# Problem requirements:
After locating the line containing "pub(crate) fn roman(mut", transcribe that line and all following lines exactly, stopping only at the end of the records.

# Excerpted data:
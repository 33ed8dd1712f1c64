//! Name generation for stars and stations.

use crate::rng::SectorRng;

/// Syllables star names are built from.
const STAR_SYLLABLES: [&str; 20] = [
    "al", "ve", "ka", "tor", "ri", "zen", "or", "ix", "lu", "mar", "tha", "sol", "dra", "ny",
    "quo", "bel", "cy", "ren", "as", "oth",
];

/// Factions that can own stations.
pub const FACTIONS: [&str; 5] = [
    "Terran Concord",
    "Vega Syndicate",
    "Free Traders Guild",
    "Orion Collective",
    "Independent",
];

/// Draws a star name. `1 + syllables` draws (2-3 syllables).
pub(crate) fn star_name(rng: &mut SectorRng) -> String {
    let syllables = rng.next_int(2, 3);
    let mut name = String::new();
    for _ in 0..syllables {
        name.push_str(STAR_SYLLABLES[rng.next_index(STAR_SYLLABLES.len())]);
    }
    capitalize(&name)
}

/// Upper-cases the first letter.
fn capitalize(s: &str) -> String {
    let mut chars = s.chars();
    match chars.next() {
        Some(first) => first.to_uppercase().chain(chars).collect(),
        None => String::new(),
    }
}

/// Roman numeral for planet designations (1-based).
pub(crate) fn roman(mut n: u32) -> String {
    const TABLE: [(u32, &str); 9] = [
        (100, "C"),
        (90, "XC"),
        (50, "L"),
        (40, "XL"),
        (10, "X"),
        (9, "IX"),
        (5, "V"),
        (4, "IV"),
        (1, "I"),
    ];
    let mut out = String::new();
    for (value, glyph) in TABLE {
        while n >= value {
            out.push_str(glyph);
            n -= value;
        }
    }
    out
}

# Response box:
pub(crate) fn roman(mut n: u32) -> String {
    const TABLE: [(u32, &str); 9] = [
        (100, "C"),
        (90, "XC"),
        (50, "L"),
        (40, "XL"),
        (10, "X"),
        (9, "IX"),
        (5, "V"),
        (4, "IV"),
        (1, "I"),
    ];
    let mut out = String::new();
    for (value, glyph) in TABLE {
        while n >= value {
            out.push_str(glyph);
            n -= value;
        }
    }
    out
}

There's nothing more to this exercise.